É só no fim do século 20 que a exigência de formação superior passa a ser feita também para os anos iniciais de escolarização e que a educação infantil entra no escopo da formação de pedagogos. Uma mudança muito recente para transformar a cena geral.

Neste quadro, há uma questão puramente matemática a incidir sobre o magistério: como o nível de ensino efetivamente universalizado foi o fundamental, a base da profissão docente é formada por trabalhadores cujo nível de especialização e, portanto de valorização, é mais baixo. Porém, a forma como esta universalização foi realizada também contribuiu para rebaixar ainda mais o prestígio da profissão. “Não houve a manutenção da valorização desses professores”, afirma Gondra.

Mulheres e desvalorização
Outra questão importante na história da profissão é a presença massiva de mulheres. De início, o sistema escolar previa a separação por sexo: nas escolas masculinas (geralmente, voltadas para uma gama de conhecimentos mais ampla), professores homens; nas escolas femininas, professoras mulheres. A reconfiguração das escolas mistas só ocorre no Brasil na virada do século 20 e, ainda assim, por muitos anos ainda persiste a divisão das escolas secundárias e dos internatos em masculinos e femininos.

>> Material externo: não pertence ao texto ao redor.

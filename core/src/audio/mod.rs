//! Audio decode pipeline
//!
//! Every PCM source in Lorecore - streamed music, synthesized MIDI, the
//! resampling decorator - implements the same [`AudioDecoder`] contract, so
//! the playback side never cares where samples come from.
//!
//! Decoders are single-owner objects: one logical thread of control drives a
//! decoder at a time (typically the audio callback). The input stream is
//! shared ([`SharedSource`]), since the caller may keep its own handle to
//! the same stream; the decoder is just one holder among possibly several.

use std::fmt;
use std::io::{Read, Seek, SeekFrom};
use std::sync::{Arc, Mutex};

pub mod midi;
pub mod qoa;
pub mod resampler;
pub mod synth;

#[cfg(test)]
mod tests;

pub use midi::{MIDI_TARGET_RATE, MidiSynthDecoder, SynthBackend, SynthRegistry, SynthSession};
pub use qoa::QoaDecoder;
pub use resampler::Resampler;

use thiserror::Error;

/// Sample encoding of decoded PCM
#[derive(Debug, Clone, Copy, PartialEq, Eq)]
pub enum SampleEncoding {
    /// Interleaved signed 16-bit little-endian
    S16,
    /// Interleaved 32-bit float
    F32,
}

impl SampleEncoding {
    /// Size of one sample in bytes
    pub fn bytes_per_sample(self) -> usize {
        match self {
            SampleEncoding::S16 => 2,
            SampleEncoding::F32 => 4,
        }
    }
}

/// Output format of a decoder: rate, encoding, channel count
#[derive(Debug, Clone, Copy, PartialEq, Eq)]
pub struct AudioFormat {
    pub sample_rate: u32,
    pub encoding: SampleEncoding,
    pub channels: u16,
}

impl AudioFormat {
    pub const fn new(sample_rate: u32, encoding: SampleEncoding, channels: u16) -> Self {
        Self {
            sample_rate,
            encoding,
            channels,
        }
    }

    /// Size of one sample frame (one sample per channel) in bytes
    pub fn frame_bytes(&self) -> usize {
        self.encoding.bytes_per_sample() * self.channels as usize
    }
}

impl fmt::Display for AudioFormat {
    fn fmt(&self, f: &mut fmt::Formatter<'_>) -> fmt::Result {
        write!(
            f,
            "{}Hz/{:?}/{}ch",
            self.sample_rate, self.encoding, self.channels
        )
    }
}

/// Errors crossing the decoder contract boundary
///
/// Backend-level failures are translated into these at the decoder edge;
/// they never propagate as panics across the contract.
#[derive(Debug, Error)]
pub enum AudioError {
    /// Format negotiation rejected: the decoder keeps its native format
    #[error("requested format {requested} does not match native format {native}")]
    FormatUnsupported {
        requested: AudioFormat,
        native: AudioFormat,
    },

    /// The source cannot be opened as this decoder's stream type
    #[error("unreadable stream: {0}")]
    UnreadableStream(String),

    /// Fatal decode error; the stream is done for
    #[error("decode failed: {0}")]
    Decode(String),

    /// Seek target not supported; position is unchanged
    #[error("seek target unsupported (only rewind to start is guaranteed)")]
    SeekUnsupported,

    /// A synthesis backend failed its one-time initialization
    #[error("synth backend unavailable: {0}")]
    BackendUnavailable(String),

    /// No synthesis backend could be initialized (registry had no fallback)
    #[error("no usable synthesizer backend")]
    NoBackend,
}

/// Shared capability set implemented by every decoder and decorator
///
/// # Contract
///
/// - [`fill_buffer`](Self::fill_buffer) returns `Ok(n)` with `n <=
///   out.len()`; `n < out.len()` happens only at end of stream, after which
///   [`is_finished`](Self::is_finished) reports `true`. The unfilled tail is
///   always zeroed - never stale or uninitialized bytes. A fatal backend
///   error is `Err(AudioError::Decode)`; afterwards the decoder is frozen
///   but safe: `is_finished()` stays `false`, `ticks()` holds its last
///   value, and further calls may keep erroring.
/// - [`set_format`](Self::set_format) rejects anything but the decoder's
///   fixed native triple, without clamping, substitution, or any state
///   change on failure.
/// - [`seek`](Self::seek) only guarantees `SeekFrom::Start(0)`. Any other
///   target may fail with the position unchanged; that is not fatal. A
///   successful rewind clears the finished flag.
/// - [`ticks`](Self::ticks) is a non-decreasing elapsed-playback measure in
///   a decoder-defined but stable unit (seconds for all shipped decoders).
pub trait AudioDecoder: Send + std::fmt::Debug {
    /// Current effective output format
    fn format(&self) -> AudioFormat;

    /// Negotiate a requested output format (exact match or rejection)
    fn set_format(&mut self, requested: AudioFormat) -> Result<(), AudioError>;

    /// Decode up to `out.len()` bytes of PCM, returning bytes written
    fn fill_buffer(&mut self, out: &mut [u8]) -> Result<usize, AudioError>;

    /// Seek; only a rewind to the stream start is guaranteed to succeed
    fn seek(&mut self, to: SeekFrom) -> Result<(), AudioError>;

    /// True once `fill_buffer` has observed end of stream
    fn is_finished(&self) -> bool;

    /// Elapsed playback in whole seconds
    fn ticks(&self) -> u64;
}

/// Anything a decoder can stream from
///
/// `tell` is `seek(SeekFrom::Current(0))`. There is deliberately no close
/// primitive at this boundary - stream lifetime belongs to whoever holds the
/// last [`SharedSource`] reference.
pub trait MediaSource: Read + Seek + Send {}

impl<T: Read + Seek + Send> MediaSource for T {}

/// A stream with shared ownership between the caller and decoders
pub type SharedSource = Arc<Mutex<dyn MediaSource>>;

/// Wrap a source for shared ownership
pub fn shared_source(source: impl MediaSource + 'static) -> SharedSource {
    Arc::new(Mutex::new(source))
}

/// Reader adapter a backend context drives the shared source through
///
/// Holds its own `SharedSource` reference for as long as the backend context
/// lives, and forwards the read/seek callbacks under the (uncontended) lock.
pub(crate) struct SourceReader {
    source: SharedSource,
}

impl SourceReader {
    pub(crate) fn new(source: SharedSource) -> Self {
        Self { source }
    }

    fn lock(&self) -> std::io::Result<std::sync::MutexGuard<'_, dyn MediaSource + 'static>> {
        self.source
            .lock()
            .map_err(|_| std::io::Error::other("shared source lock poisoned"))
    }
}

impl Read for SourceReader {
    fn read(&mut self, buf: &mut [u8]) -> std::io::Result<usize> {
        self.lock()?.read(buf)
    }
}

impl Seek for SourceReader {
    fn seek(&mut self, pos: SeekFrom) -> std::io::Result<u64> {
        self.lock()?.seek(pos)
    }
}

Essa reconfiguração é marcada por uma preocupação que não desaparece de uma hora para outra: como meninas conviverão diariamente com um homem? Além disso, ensinar crianças pequenas passa a ser associado a uma tarefa semelhante a realizar cuidados maternos, ou seja, um trabalho tipicamente para mulheres. “O trabalho feminino entra, justamente, nos estratos menos valorizados da profissão como um trabalho associado à maternagem, ao cuidado e que exige menos formação e mais uma vocação”, resume o professor da UERJ.